* WHAT YOU SHOULD DO: Each entry, in full: reproduce it exactly.

* SUPPLIED ENTRIES:
□ □ □ □
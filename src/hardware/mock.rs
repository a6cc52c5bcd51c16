//! Mock transport implementation for testing and development

use crate::hardware::{
    decode_line, ByteTransport, CommError, CommResult, TransportConfig, TransportOpener,
    TransportStatus,
};
use std::cell::RefCell;
use std::collections::VecDeque;
use std::rc::Rc;

/// One scripted answer from the simulated remote end
#[derive(Debug, Clone, PartialEq)]
pub enum MockReply {
    /// A line arrives (without terminator)
    Line(String),
    /// Nothing arrives before the read timeout
    Silence,
    /// The device disappears
    Disconnect,
    /// Nothing arrives and the handle ends up closed, without an error
    Hangup,
}

/// What the remote does once the script runs out
#[derive(Debug, Clone, Copy, PartialEq, Eq)]
pub enum MockFallback {
    /// Reflect the last line written, like a real echo receiver
    Echo,
    /// Never answer
    Silence,
}

/// Traffic recorded across every handle opened from the same script
#[derive(Debug, Default, Clone, PartialEq)]
pub struct MockLog {
    pub opens: u32,
    pub written: Vec<String>,
    pub reads: u32,
    pub close_calls: u32,
    pub closes: u32,
}

/// Shared view onto a mock link's recorded traffic
#[derive(Debug, Default, Clone)]
pub struct MockTraffic {
    log: Rc<RefCell<MockLog>>,
}

impl MockTraffic {
    pub fn written_lines(&self) -> Vec<String> {
        self.log.borrow().written.clone()
    }

    pub fn writes(&self) -> usize {
        self.log.borrow().written.len()
    }

    pub fn reads(&self) -> u32 {
        self.log.borrow().reads
    }

    /// Number of times `close` was called
    pub fn close_calls(&self) -> u32 {
        self.log.borrow().close_calls
    }

    /// Number of open→closed transitions
    pub fn closes(&self) -> u32 {
        self.log.borrow().closes
    }

    pub fn opens(&self) -> u32 {
        self.log.borrow().opens
    }
}

/// Mock transport for testing and development
pub struct MockTransport {
    port_name: String,
    open: bool,
    replies: VecDeque<MockReply>,
    fallback: MockFallback,
    last_written: Option<String>,
    fail_writes: bool,
    status: TransportStatus,
    traffic: MockTraffic,
}

impl MockTransport {
    /// Create an open mock transport that echoes by default
    pub fn new(port_name: &str) -> Self {
        let mut status = TransportStatus::new(port_name);
        status.open = true;

        Self {
            port_name: port_name.to_string(),
            open: true,
            replies: VecDeque::new(),
            fallback: MockFallback::Echo,
            last_written: None,
            fail_writes: false,
            status,
            traffic: MockTraffic::default(),
        }
    }

    /// Queue a scripted reply
    pub fn push_reply(&mut self, reply: MockReply) {
        self.replies.push_back(reply);
    }

    /// Queue an incoming line
    pub fn push_line(&mut self, line: &str) {
        self.replies.push_back(MockReply::Line(line.to_string()));
    }

    pub fn set_fallback(&mut self, fallback: MockFallback) {
        self.fallback = fallback;
    }

    /// Make every subsequent write fail and drop the channel
    pub fn fail_writes(&mut self, enable: bool) {
        self.fail_writes = enable;
    }

    /// Simulate the device going away without a close call
    pub fn disconnect(&mut self) {
        self.open = false;
        self.status.open = false;
    }

    pub fn traffic(&self) -> MockTraffic {
        self.traffic.clone()
    }

    pub fn queued_reply_count(&self) -> usize {
        self.replies.len()
    }

    fn lost(&self) -> CommError {
        CommError::ConnectionLost {
            port: self.port_name.clone(),
        }
    }
}

impl ByteTransport for MockTransport {
    fn port_name(&self) -> &str {
        &self.port_name
    }

    fn is_open(&self) -> bool {
        self.open
    }

    fn write(&mut self, bytes: &[u8]) -> CommResult<()> {
        if !self.open {
            return Err(self.lost());
        }

        if self.fail_writes {
            self.status.error_count += 1;
            self.disconnect();
            return Err(CommError::Io {
                port: self.port_name.clone(),
                reason: "Simulated write failure".to_string(),
            });
        }

        let line = decode_line(bytes);
        self.traffic.log.borrow_mut().written.push(line.clone());
        self.last_written = Some(line);
        self.status.lines_written += 1;
        Ok(())
    }

    fn read_line(&mut self) -> CommResult<String> {
        if !self.open {
            return Err(self.lost());
        }

        self.traffic.log.borrow_mut().reads += 1;

        let reply = match self.replies.pop_front() {
            Some(reply) => reply,
            None => match self.fallback {
                MockFallback::Echo => match self.last_written.take() {
                    Some(line) => MockReply::Line(line),
                    None => MockReply::Silence,
                },
                MockFallback::Silence => MockReply::Silence,
            },
        };

        match reply {
            MockReply::Line(line) => {
                self.status.lines_read += 1;
                Ok(line)
            }
            MockReply::Silence => {
                self.status.timeouts += 1;
                Ok(String::new())
            }
            MockReply::Disconnect => {
                self.status.error_count += 1;
                self.disconnect();
                Err(self.lost())
            }
            MockReply::Hangup => {
                self.disconnect();
                Ok(String::new())
            }
        }
    }

    fn close(&mut self) {
        let mut log = self.traffic.log.borrow_mut();
        log.close_calls += 1;
        if self.status.open || self.open {
            log.closes += 1;
        }
        self.open = false;
        self.status.open = false;
    }

    fn status(&self) -> TransportStatus {
        self.status.clone()
    }
}

/// Hands out mock transports that all follow the same script
#[derive(Debug, Clone)]
pub struct MockOpener {
    replies: Vec<MockReply>,
    fallback: MockFallback,
    fail_writes: bool,
    open_error: Option<String>,
    traffic: MockTraffic,
}

impl MockOpener {
    /// Opener whose remote echoes every line
    pub fn echoing() -> Self {
        Self {
            replies: Vec::new(),
            fallback: MockFallback::Echo,
            fail_writes: false,
            open_error: None,
            traffic: MockTraffic::default(),
        }
    }

    /// Opener whose remote plays `replies` and then stays silent
    pub fn scripted(replies: Vec<MockReply>) -> Self {
        Self {
            replies,
            fallback: MockFallback::Silence,
            ..Self::echoing()
        }
    }

    /// Opener that cannot open the port
    pub fn unavailable(reason: &str) -> Self {
        Self {
            open_error: Some(reason.to_string()),
            ..Self::echoing()
        }
    }

    pub fn with_fallback(mut self, fallback: MockFallback) -> Self {
        self.fallback = fallback;
        self
    }

    pub fn with_failing_writes(mut self) -> Self {
        self.fail_writes = true;
        self
    }

    pub fn traffic(&self) -> MockTraffic {
        self.traffic.clone()
    }
}

impl TransportOpener for MockOpener {
    type Transport = MockTransport;

    fn open(&mut self, config: &TransportConfig) -> CommResult<MockTransport> {
        if let Some(reason) = &self.open_error {
            return Err(CommError::PortOpen {
                port: config.port.clone(),
                reason: reason.clone(),
            });
        }

        self.traffic.log.borrow_mut().opens += 1;

        let mut transport = MockTransport::new(&config.port);
        transport.replies = self.replies.iter().cloned().collect();
        transport.fallback = self.fallback;
        transport.fail_writes = self.fail_writes;
        transport.traffic = self.traffic.clone();
        Ok(transport)
    }
}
□ □ □ □
* WRITTEN ANSWER:
filename src/hardware/mock.rs
repository a6cc52c5bcd51c16
//! Mock transport implementation for testing and development

use crate::hardware::{
    decode_line, ByteTransport, CommError, CommResult, TransportConfig, TransportOpener,
    TransportStatus,
};
use std::cell::RefCell;
use std::collections::VecDeque;
use std::rc::Rc;

/// One scripted answer from the simulated remote end
#[derive(Debug, Clone, PartialEq)]
pub enum MockReply {
    /// A line arrives (without terminator)
    Line(String),
    /// Nothing arrives before the read timeout
    Silence,
    /// The device disappears
    Disconnect,
    /// Nothing arrives and the handle ends up closed, without an error
    Hangup,
}

/// What the remote does once the script runs out
#[derive(Debug, Clone, Copy, PartialEq, Eq)]
pub enum MockFallback {
    /// Reflect the last line written, like a real echo receiver
    Echo,
    /// Never answer
    Silence,
}

/// Traffic recorded across every handle opened from the same script
#[derive(Debug, Default, Clone, PartialEq)]
pub struct MockLog {
    pub opens: u32,
    pub written: Vec<String>,
    pub reads: u32,
    pub close_calls: u32,
    pub closes: u32,
}

/// Shared view onto a mock link's recorded traffic
#[derive(Debug, Default, Clone)]
pub struct MockTraffic {
    log: Rc<RefCell<MockLog>>,
}

impl MockTraffic {
    pub fn written_lines(&self) -> Vec<String> {
        self.log.borrow().written.clone()
    }

    pub fn writes(&self) -> usize {
        self.log.borrow().written.len()
    }

    pub fn reads(&self) -> u32 {
        self.log.borrow().reads
    }

    /// Number of times `close` was called
    pub fn close_calls(&self) -> u32 {
        self.log.borrow().close_calls
    }

    /// Number of open→closed transitions
    pub fn closes(&self) -> u32 {
        self.log.borrow().closes
    }

    pub fn opens(&self) -> u32 {
        self.log.borrow().opens
    }
}

/// Mock transport for testing and development
pub struct MockTransport {
    port_name: String,
    open: bool,
    replies: VecDeque<MockReply>,
    fallback: MockFallback,
    last_written: Option<String>,
    fail_writes: bool,
    status: TransportStatus,
    traffic: MockTraffic,
}

impl MockTransport {
    /// Create an open mock transport that echoes by default
    pub fn new(port_name: &str) -> Self {
        let mut status = TransportStatus::new(port_name);
        status.open = true;

        Self {
            port_name: port_name.to_string(),
            open: true,
            replies: VecDeque::new(),
            fallback: MockFallback::Echo,
            last_written: None,
            fail_writes: false,
            status,
            traffic: MockTraffic::default(),
        }
    }

    /// Queue a scripted reply
    pub fn push_reply(&mut self, reply: MockReply) {
        self.replies.push_back(reply);
    }

    /// Queue an incoming line
    pub fn push_line(&mut self, line: &str) {
        self.replies.push_back(MockReply::Line(line.to_string()));
    }

    pub fn set_fallback(&mut self, fallback: MockFallback) {
        self.fallback = fallback;
    }

    /// Make every subsequent write fail and drop the channel
    pub fn fail_writes(&mut self, enable: bool) {
        self.fail_writes = enable;
    }

    /// Simulate the device going away without a close call
    pub fn disconnect(&mut self) {
        self.open = false;
        self.status.open = false;
    }

    pub fn traffic(&self) -> MockTraffic {
        self.traffic.clone()
    }

    pub fn queued_reply_count(&self) -> usize {
        self.replies.len()
    }

    fn lost(&self) -> CommError {
        CommError::ConnectionLost {
            port: self.port_name.clone(),
        }
    }
}

impl ByteTransport for MockTransport {
    fn port_name(&self) -> &str {
        &self.port_name
    }

    fn is_open(&self) -> bool {
        self.open
    }

    fn write(&mut self, bytes: &[u8]) -> CommResult<()> {
        if !self.open {
            return Err(self.lost());
        }

        if self.fail_writes {
            self.status.error_count += 1;
            self.disconnect();
            return Err(CommError::Io {
                port: self.port_name.clone(),
                reason: "Simulated write failure".to_string(),
            });
        }

        let line = decode_line(bytes);
        self.traffic.log.borrow_mut().written.push(line.clone());
        self.last_written = Some(line);
        self.status.lines_written += 1;
        Ok(())
    }

    fn read_line(&mut self) -> CommResult<String> {
        if !self.open {
            return Err(self.lost());
        }

        self.traffic.log.borrow_mut().reads += 1;

        let reply = match self.replies.pop_front() {
            Some(reply) => reply,
            None => match self.fallback {
                MockFallback::Echo => match self.last_written.take() {
                    Some(line) => MockReply::Line(line),
                    None => MockReply::Silence,
                },
                MockFallback::Silence => MockReply::Silence,
            },
        };

        match reply {
            MockReply::Line(line) => {
                self.status.lines_read += 1;
                Ok(line)
            }
            MockReply::Silence => {
                self.status.timeouts += 1;
                Ok(String::new())
            }
            MockReply::Disconnect => {
                self.status.error_count += 1;
                self.disconnect();
                Err(self.lost())
            }
            MockReply::Hangup => {
                self.disconnect();
                Ok(String::new())
            }
        }
    }

    fn close(&mut self) {
        let mut log = self.traffic.log.borrow_mut();
        log.close_calls += 1;
        if self.status.open || self.open {
            log.closes += 1;
        }
        self.open = false;
        self.status.open = false;
    }

    fn status(&self) -> TransportStatus {
        self.status.clone()
    }
}

/// Hands out mock transports that all follow the same script
#[derive(Debug, Clone)]
pub struct MockOpener {
    replies: Vec<MockReply>,
    fallback: MockFallback,
    fail_writes: bool,
    open_error: Option<String>,
    traffic: MockTraffic,
}

impl MockOpener {
    /// Opener whose remote echoes every line
    pub fn echoing() -> Self {
        Self {
            replies: Vec::new(),
            fallback: MockFallback::Echo,
            fail_writes: false,
            open_error: None,
            traffic: MockTraffic::default(),
        }
    }

    /// Opener whose remote plays `replies` and then stays silent
    pub fn scripted(replies: Vec<MockReply>) -> Self {
        Self {
            replies,
            fallback: MockFallback::Silence,
            ..Self::echoing()
        }
    }

    /// Opener that cannot open the port
    pub fn unavailable(reason: &str) -> Self {
        Self {
            open_error: Some(reason.to_string()),
            ..Self::echoing()
        }
    }

    pub fn with_fallback(mut self, fallback: MockFallback) -> Self {
        self.fallback = fallback;
        self
    }

    pub fn with_failing_writes(mut self) -> Self {
        self.fail_writes = true;
        self
    }

    pub fn traffic(&self) -> MockTraffic {
        self.traffic.clone()
    }
}

impl TransportOpener for MockOpener {
    type Transport = MockTransport;

    fn open(&mut self, config: &TransportConfig) -> CommResult<MockTransport> {
        if let Some(reason) = &self.open_error {
            return Err(CommError::PortOpen {
                port: config.port.clone(),
                reason: reason.clone(),
            });
        }

        self.traffic.log.borrow_mut().opens += 1;

        let mut transport = MockTransport::new(&config.port);
        transport.replies = self.replies.iter().cloned().collect();
        transport.fallback = self.fallback;
        transport.fail_writes = self.fail_writes;
        transport.traffic = self.traffic.clone();
        Ok(transport)
    }
}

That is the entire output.